*** Opening of Dataset entries ***

/*
 * Copyright (c) 2024. Govcraft
 *
 * Licensed under either of
 *   * Apache License, Version 2.0 (the "License");
 *     you may not use this file except in compliance with the License.
 *     You may obtain a copy of the License at http://www.apache.org/licenses/LICENSE-2.0
 *   * MIT license: http://opensource.org/licenses/MIT
 *
 * Unless required by applicable law or agreed to in writing, software
 * distributed under the License is distributed on an "AS IS" BASIS,
 * WITHOUT WARRANTIES OR CONDITIONS OF ANY KIND, either express or implied.
 * See the applicable License for the specific language governing permissions and
 * limitations under that License.
 */

use std::collections::{BTreeSet, HashMap};
use std::fmt;

use tracing::debug;
use zerocopy::FromBytes;

use crate::common::{Communication, Outbox};
use crate::message::{
    ComponentId, Header, HeaderType, Identifier, ResponseHandle, SmartPayload, BROADCAST,
};
use crate::traits::{Availability, DeliveryStatus, Postman};

type ActionHandler = Box<
    dyn FnMut(&mut Communication<'_>, ResponseHandle, &SmartPayload) -> Result<(), DeliveryStatus>
        + Send,
>;

type HeaderHandler = Box<
    dyn FnMut(&mut Communication<'_>, &Header, &SmartPayload) -> Result<(), DeliveryStatus> + Send,
>;

fn action_handler<F>(handler: F) -> ActionHandler
where
    F: FnMut(&mut Communication<'_>, ResponseHandle, &SmartPayload) -> Result<(), DeliveryStatus>
        + Send
        + 'static,
{
    Box::new(handler)
}

fn header_handler<F>(handler: F) -> HeaderHandler
where
    F: FnMut(&mut Communication<'_>, &Header, &SmartPayload) -> Result<(), DeliveryStatus>
        + Send
        + 'static,
{
    Box::new(handler)
}

fn decode<T: FromBytes>(payload: &SmartPayload) -> Result<T, DeliveryStatus> {
    payload.read::<T>().ok_or(DeliveryStatus::PayloadMismatch {
        expected: std::mem::size_of::<T>(),
        actual: payload.len(),
    })
}

#[derive(Debug, Clone, Copy, PartialEq, Eq, Hash)]
struct RouteKey {
    component: ComponentId,
    identifier: Identifier,
    kind: HeaderType,
}

enum Route {
    Action(ActionHandler),
    Answer(HeaderHandler),
}

struct Subscription {
    component: ComponentId,
    handler: HeaderHandler,
}

/// The [`Postman`] used by applications: a table from
/// (component, identifier, header type) to handler.
///
/// Built once with [`RoutingTable::builder`] and read-only afterwards.
///
/// ```rust,ignore
/// let table = RoutingTable::builder()
///     .component(SENDER)
///     .action(RECEIVER, SET_POSITION, |comm, handle, position: &Position| {
///         let _ = comm.send_response(&handle, position);
///     })
///     .event(SENDER, POSITION_REACHED, |_comm, _header, position: &Position| {
///         tracing::info!(?position, "reached");
///     })
///     .build();
/// ```
pub struct RoutingTable {
    components: BTreeSet<ComponentId>,
    routes: HashMap<RouteKey, Route>,
    events: HashMap<Identifier, Vec<Subscription>>,
}

impl RoutingTable {
    /// Starts an empty table.
    pub fn builder() -> RoutingTableBuilder {
        RoutingTableBuilder {
            table: Self {
                components: BTreeSet::new(),
                routes: HashMap::new(),
                events: HashMap::new(),
            },
        }
    }

    /// Components hosted by this table, in ascending order.
    pub fn components(&self) -> impl Iterator<Item = ComponentId> + '_ {
        self.components.iter().copied()
    }

    /// Whether `component` subscribes to `event`.
    pub fn is_subscribed(&self, component: ComponentId, event: Identifier) -> bool {
        self.events
            .get(&event)
            .is_some_and(|subs| subs.iter().any(|sub| sub.component == component))
    }

    fn deliver_event(
        &mut self,
        header: &Header,
        payload: &SmartPayload,
        outbox: &mut Outbox<'_>,
    ) -> DeliveryStatus {
        let Some(subscriptions) = self.events.get_mut(&header.packet_identifier()) else {
            return DeliveryStatus::NotAvailable;
        };

        let mut handlers = 0;
        let mut rejected = None;
        for subscription in subscriptions.iter_mut() {
            let mut comm = outbox.communication(subscription.component);
            match (subscription.handler)(&mut comm, header, payload) {
                Ok(()) => handlers += 1,
                Err(status) => {
                    debug!(
                        component = subscription.component,
                        header = %header,
                        ?status,
                        "Subscriber rejected event payload"
                    );
                    rejected = Some(status);
                }
            }
        }

        match (handlers, rejected) {
            (0, Some(status)) => status,
            (0, None) => DeliveryStatus::NotAvailable,
            (handlers, _) => DeliveryStatus::Delivered { handlers },
        }
    }
}

impl Postman for RoutingTable {
    fn deliver_packet(
        &mut self,
        header: &Header,
        payload: &SmartPayload,
        outbox: &mut Outbox<'_>,
    ) -> DeliveryStatus {
        if header.is_event() {
            return self.deliver_event(header, payload, outbox);
        }

        let destination = header.destination();
        if !self.components.contains(&destination) {
            return DeliveryStatus::ComponentNotAvailable;
        }

        let key = RouteKey {
            component: destination,
            identifier: header.packet_identifier(),
            kind: header.kind(),
        };
        let result = match self.routes.get_mut(&key) {
            None => return DeliveryStatus::NotAvailable,
            Some(Route::Action(handler)) => {
                handler(&mut outbox.communication(destination), header.into(), payload)
            }
            Some(Route::Answer(handler)) => {
                handler(&mut outbox.communication(destination), header, payload)
            }
        };

        match result {
            Ok(()) => DeliveryStatus::Delivered { handlers: 1 },
            Err(status) => status,
        }
    }

    fn is_component_available(&self, component: ComponentId) -> bool {
        self.components.contains(&component)
    }

    fn availability(
        &self,
        destination: ComponentId,
        identifier: Identifier,
        kind: HeaderType,
    ) -> Availability {
        if destination == BROADCAST {
            return if self.events.contains_key(&identifier) {
                Availability::EventAvailable
            } else {
                Availability::NotAvailable
            };
        }
        if !self.components.contains(&destination) {
            return Availability::ComponentNotAvailable;
        }
        let key = RouteKey {
            component: destination,
            identifier,
            kind,
        };
        match self.routes.get(&key) {
            Some(_) => Availability::ActionAvailable,
            None => Availability::NotAvailable,
        }
    }
}

impl fmt::Debug for RoutingTable {
    fn fmt(&self, f: &mut fmt::Formatter<'_>) -> fmt::Result {
        f.debug_struct("RoutingTable")
            .field("components", &self.components)
            .field("routes", &self.routes.keys().collect::<Vec<_>>())
            .field("events", &self.events.keys().collect::<Vec<_>>())
            .finish()
    }
}

/// Builder for [`RoutingTable`].
///
/// Registering a handler also registers its component. Registering a second
/// action handler for the same triple replaces the first.
pub struct RoutingTableBuilder {
    table: RoutingTable,
}

impl RoutingTableBuilder {
    /// Hosts `component` here, even if nothing is bound to it yet.
    pub fn component(mut self, component: ComponentId) -> Self {
        self.table.components.insert(component);
        self
    }

    /// Binds `action` of `component` to a handler taking a typed payload.
    ///
    /// Requests whose payload is not exactly `size_of::<T>()` bytes are
    /// reported as [`DeliveryStatus::PayloadMismatch`] and not handed over.
    pub fn action<T, F>(self, component: ComponentId, action: Identifier, mut handler: F) -> Self
    where
        T: FromBytes + 'static,
        F: FnMut(&mut Communication<'_>, ResponseHandle, &T) + Send + 'static,
    {
        self.route(
            component,
            action,
            HeaderType::Request,
            Route::Action(action_handler(move |comm, handle, payload| {
                let value = decode::<T>(payload)?;
                handler(comm, handle, &value);
                Ok(())
            })),
        )
    }

    /// Binds `action` of `component` to a handler taking the raw payload.
    pub fn raw_action<F>(self, component: ComponentId, action: Identifier, mut handler: F) -> Self
    where
        F: FnMut(&mut Communication<'_>, ResponseHandle, &SmartPayload) + Send + 'static,
    {
        self.route(
            component,
            action,
            HeaderType::Request,
            Route::Action(action_handler(move |comm, handle, payload| {
                handler(comm, handle, payload);
                Ok(())
            })),
        )
    }

    /// Subscribes `component` to `event` with a typed payload.
    pub fn event<T, F>(self, component: ComponentId, event: Identifier, mut handler: F) -> Self
    where
        T: FromBytes + 'static,
        F: FnMut(&mut Communication<'_>, &Header, &T) + Send + 'static,
    {
        self.subscribe(
            component,
            event,
            header_handler(move |comm, header, payload| {
                let value = decode::<T>(payload)?;
                handler(comm, header, &value);
                Ok(())
            }),
        )
    }

    /// Subscribes `component` to `event` with the raw payload.
    pub fn raw_event<F>(self, component: ComponentId, event: Identifier, mut handler: F) -> Self
    where
        F: FnMut(&mut Communication<'_>, &Header, &SmartPayload) + Send + 'static,
    {
        self.subscribe(
            component,
            event,
            header_handler(move |comm, header, payload| {
                handler(comm, header, payload);
                Ok(())
            }),
        )
    }

    /// Binds answers of `kind` for `identifier` that arrive at `component`
    /// without a pending callback.
    ///
    /// `kind` is [`HeaderType::Response`] or [`HeaderType::NegativeResponse`];
    /// requests are bound with [`action`](Self::action).
    pub fn response<F>(
        self,
        component: ComponentId,
        identifier: Identifier,
        kind: HeaderType,
        mut handler: F,
    ) -> Self
    where
        F: FnMut(&mut Communication<'_>, &Header, &SmartPayload) + Send + 'static,
    {
        self.route(
            component,
            identifier,
            kind,
            Route::Answer(header_handler(move |comm, header, payload| {
                handler(comm, header, payload);
                Ok(())
            })),
        )
    }

    /// Finishes the table.
    pub fn build(self) -> RoutingTable {
        debug!(
            components = self.table.components.len(),
            routes = self.table.routes.len(),
            events = self.table.events.len(),
            "Routing table built"
        );
        self.table
    }

    fn route(
        mut self,
        component: ComponentId,
        identifier: Identifier,
        kind: HeaderType,
        route: Route,
    ) -> Self {
        self.table.components.insert(component);
        let key = RouteKey {
            component,
            identifier,
            kind,
        };
        if self.table.routes.insert(key, route).is_some() {
            debug!(component, identifier, %kind, "Replaced existing route");
        }
        self
    }

    fn subscribe(
        mut self,
        component: ComponentId,
        event: Identifier,
        handler: HeaderHandler,
    ) -> Self {
        self.table.components.insert(component);
        self.table
            .events
            .entry(event)
            .or_default()
            .push(Subscription { component, handler });
        self
    }
}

*** Close of Dataset entries ***

== Try it ==
All lines of the entries containing the string "crate" must be shown in full.

== Answer to the problem ==
use crate::common::{Communication, Outbox};
use crate::message::{
use crate::traits::{Availability, DeliveryStatus, Postman};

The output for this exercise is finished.